Figure 5.

Testing for ensemble epistasis in the S100A4 protein. (A) Three-conformation ensemble of the S100A4 protein. The apo conformation (apo, slate, PDB: 1M31) is in equilibrium with the $C{a}^{2+}$ bound (ca, purple, PDB: 2Q91) and $C{a}^{2+}$/peptide bound (capep, green, PDB: 5LPU) conformations when $C{a}^{2+}$ (lime green spheres) and peptide (dark green) are present. (B) The relative populations of the apo, ca, and capep conformations change as $C{a}^{2+}$ concentration increases in the presence of saturating peptide. The magnitude of ensemble epistasis observed is $C{a}^{2+}$-dependent, because only some $C{a}^{2+}$ concentrations lead to multiple populated conformations. (C) Assigned energies ($\mathit{kcal}·mo{l}^{-1}$) of S100A4 conformations. Apo is most stable when peptide, μ_peptide, and $C{a}^{2+}$ chemical potentials, ${\mu }_{C{a}^{2+}}$, are zero (dashed lines).
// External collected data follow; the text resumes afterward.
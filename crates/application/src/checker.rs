//! Assertion evaluation
//!
//! Executes assertions against HTTP responses and produces
//! per-assertion results.

use serde_json::Value;

use attest_domain::{Assertion, AssertionResult, PathExpr, PathParseError, ResponseResult};

/// Evaluates assertions against responses.
#[derive(Debug, Default, Clone, Copy)]
pub struct AssertionChecker;

impl AssertionChecker {
    /// Create a new checker.
    #[must_use]
    pub const fn new() -> Self {
        Self
    }

    /// Evaluate every assertion against the response.
    ///
    /// Evaluation never short-circuits: a failed comparison does not
    /// prevent the remaining assertions from running.
    ///
    /// # Errors
    /// Returns `PathParseError` if an assertion carries a malformed
    /// path expression.
    pub fn check_all(
        &self,
        assertions: &[Assertion],
        response: &ResponseResult,
    ) -> Result<Vec<AssertionResult>, PathParseError> {
        assertions
            .iter()
            .map(|assertion| self.check(assertion, response))
            .collect()
    }

    /// Evaluate a single assertion against a response.
    ///
    /// # Errors
    /// Returns `PathParseError` for a malformed path expression; every
    /// other mismatch comes back as a failed `AssertionResult`.
    pub fn check(
        &self,
        assertion: &Assertion,
        response: &ResponseResult,
    ) -> Result<AssertionResult, PathParseError> {
        match assertion {
            Assertion::Status { expected } => Ok(Self::check_status(assertion, response, *expected)),
            Assertion::Field { path, expected } => {
                Self::check_field(assertion, response, path, expected)
            }
        }
    }

    fn check_status(
        assertion: &Assertion,
        response: &ResponseResult,
        expected: u16,
    ) -> AssertionResult {
        let actual = response.status;
        if actual == expected {
            AssertionResult::pass_with_value(assertion.clone(), actual.to_string())
        } else {
            AssertionResult::fail_with_value(
                assertion.clone(),
                actual.to_string(),
                format!("expected status {expected}, got {actual}"),
            )
        }
    }

    fn check_field(
        assertion: &Assertion,
        response: &ResponseResult,
        path: &str,
        expected: &Value,
    ) -> Result<AssertionResult, PathParseError> {
        let expr = PathExpr::parse(path)?;

        let Some(document) = response.document() else {
            return Ok(AssertionResult::fail(
                assertion.clone(),
                format!("response body holds no JSON document to resolve '{path}' against"),
            ));
        };

        match expr.resolve(document) {
            Ok(actual) => {
                if values_equal(actual, expected) {
                    Ok(AssertionResult::pass_with_value(
                        assertion.clone(),
                        actual.to_string(),
                    ))
                } else {
                    Ok(AssertionResult::fail_with_value(
                        assertion.clone(),
                        actual.to_string(),
                        format!("value at '{path}' mismatch: expected {expected}, got {actual}"),
                    ))
                }
            }
            Err(not_found) => Ok(AssertionResult::fail(
                assertion.clone(),
                not_found.to_string(),
            )),
        }
    }
}

/// Type-aware equality for JSON values.
///
/// Numbers compare numerically across integer and float
/// representations. Everything else compares structurally; in
/// particular a string never equals a number, whatever the digits say.
fn values_equal(actual: &Value, expected: &Value) -> bool {
    match (actual, expected) {
        (Value::Number(a), Value::Number(b)) => match (a.as_i64(), b.as_i64()) {
            (Some(x), Some(y)) => x == y,
            _ => a
                .as_f64()
                .zip(b.as_f64())
                .is_some_and(|(x, y)| (x - y).abs() < f64::EPSILON),
        },
        _ => actual == expected,
    }
}

#[cfg(test)]
#[allow(clippy::unwrap_used)]
mod tests {
    use super::*;
    use attest_domain::StatusCode;
    use pretty_assertions::assert_eq;
    use serde_json::json;
    use std::collections::HashMap;
    use std::time::Duration;

    fn json_response(status: u16, body: &Value) -> ResponseResult {
        let mut headers = HashMap::new();
        headers.insert("Content-Type".to_string(), "application/json".to_string());
        ResponseResult::new(
            StatusCode::new(status),
            headers,
            body.to_string().into_bytes(),
            Duration::from_millis(20),
        )
    }

    fn empty_response(status: u16) -> ResponseResult {
        ResponseResult::new(
            StatusCode::new(status),
            HashMap::new(),
            Vec::new(),
            Duration::from_millis(20),
        )
    }

    #[test]
    fn test_status_match() {
        let checker = AssertionChecker::new();
        let response = empty_response(204);

        let result = checker.check(&Assertion::status(204), &response).unwrap();
        assert!(result.passed);
        assert_eq!(result.actual.as_deref(), Some("204"));
    }

    #[test]
    fn test_status_mismatch_reports_both_codes() {
        let checker = AssertionChecker::new();
        let response = empty_response(404);

        let result = checker.check(&Assertion::status(200), &response).unwrap();
        assert!(!result.passed);
        assert_eq!(result.actual.as_deref(), Some("404"));
        assert_eq!(
            result.error.as_deref(),
            Some("expected status 200, got 404")
        );
    }

    #[test]
    fn test_field_equality() {
        let checker = AssertionChecker::new();
        let response = json_response(200, &json!({"token": "QpwL5tke4Pnpja7X4"}));

        let result = checker
            .check(&Assertion::field("token", "QpwL5tke4Pnpja7X4"), &response)
            .unwrap();
        assert!(result.passed);
    }

    #[test]
    fn test_field_comparison_is_case_sensitive() {
        let checker = AssertionChecker::new();
        let response = json_response(200, &json!({"name": "Morpheus"}));

        let result = checker
            .check(&Assertion::field("name", "morpheus"), &response)
            .unwrap();
        assert!(!result.passed);
    }

    #[test]
    fn test_no_coercion_between_string_and_number() {
        let checker = AssertionChecker::new();

        let response = json_response(200, &json!({"value": 4}));
        let result = checker
            .check(&Assertion::field("value", "4"), &response)
            .unwrap();
        assert!(!result.passed, "number 4 must not match string \"4\"");

        let response = json_response(200, &json!({"value": "4"}));
        let result = checker
            .check(&Assertion::field("value", 4), &response)
            .unwrap();
        assert!(!result.passed, "string \"4\" must not match number 4");
    }

    #[test]
    fn test_numbers_compare_numerically() {
        let checker = AssertionChecker::new();
        let response = json_response(200, &json!({"value": 2.0}));

        let result = checker
            .check(&Assertion::field("value", 2), &response)
            .unwrap();
        assert!(result.passed, "2 and 2.0 are the same number");
    }

    #[test]
    fn test_nested_path_resolution() {
        let checker = AssertionChecker::new();
        let response = json_response(
            200,
            &json!({
                "data": {"id": 2, "email": "janet.weaver@reqres.in"},
                "support": {"text": "banner"}
            }),
        );

        assert!(checker
            .check(&Assertion::field("data.id", 2), &response)
            .unwrap()
            .passed);
        assert!(checker
            .check(
                &Assertion::field("data.email", "janet.weaver@reqres.in"),
                &response
            )
            .unwrap()
            .passed);
        assert!(checker
            .check(&Assertion::field("support.text", "banner"), &response)
            .unwrap()
            .passed);
    }

    #[test]
    fn test_missing_path_is_a_failed_assertion() {
        let checker = AssertionChecker::new();
        let response = json_response(200, &json!({"data": []}));

        let result = checker
            .check(&Assertion::field("data[0].email", "x"), &response)
            .unwrap();
        assert!(!result.passed);
        assert!(result.error.as_deref().unwrap().contains("did not resolve"));
    }

    #[test]
    fn test_null_value_is_comparable() {
        let checker = AssertionChecker::new();
        let response = json_response(200, &json!({"avatar": null}));

        let result = checker
            .check(&Assertion::field("avatar", Value::Null), &response)
            .unwrap();
        assert!(result.passed, "resolving to null is not a missing path");
    }

    #[test]
    fn test_empty_body_fails_field_assertions() {
        let checker = AssertionChecker::new();
        let response = empty_response(204);

        let result = checker
            .check(&Assertion::field("token", "x"), &response)
            .unwrap();
        assert!(!result.passed);
        assert!(result.error.as_deref().unwrap().contains("no JSON document"));
    }

    #[test]
    fn test_malformed_path_is_fatal() {
        let checker = AssertionChecker::new();
        let response = json_response(200, &json!({}));

        let error = checker
            .check(&Assertion::field("data..email", "x"), &response)
            .unwrap_err();
        assert!(matches!(error, PathParseError::EmptySegment { .. }));
    }

    #[test]
    fn test_check_all_does_not_short_circuit() {
        let checker = AssertionChecker::new();
        let response = json_response(201, &json!({"name": "morpheus", "job": "leader"}));

        let assertions = vec![
            Assertion::status(200), // fails
            Assertion::field("name", "morpheus"),
            Assertion::field("job", "leader"),
        ];

        let results = checker.check_all(&assertions, &response).unwrap();
        assert_eq!(results.len(), 3);
        assert!(!results[0].passed);
        assert!(results[1].passed);
        assert!(results[2].passed);
    }
}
Capep is stabilized by increasing ${\mu }_{\mathit{peptide}}=20\hspace{0.17em}{\text{kcal}·\text{mol}}^{-1}$ (dark green arrow, solid green line). Increasing ${\mu }_{C{a}^{2+}}$ alters the energies of both ca and capep (lime green arrow, solid lines). All calculations were done at $T=298\hspace{0.17em}K$.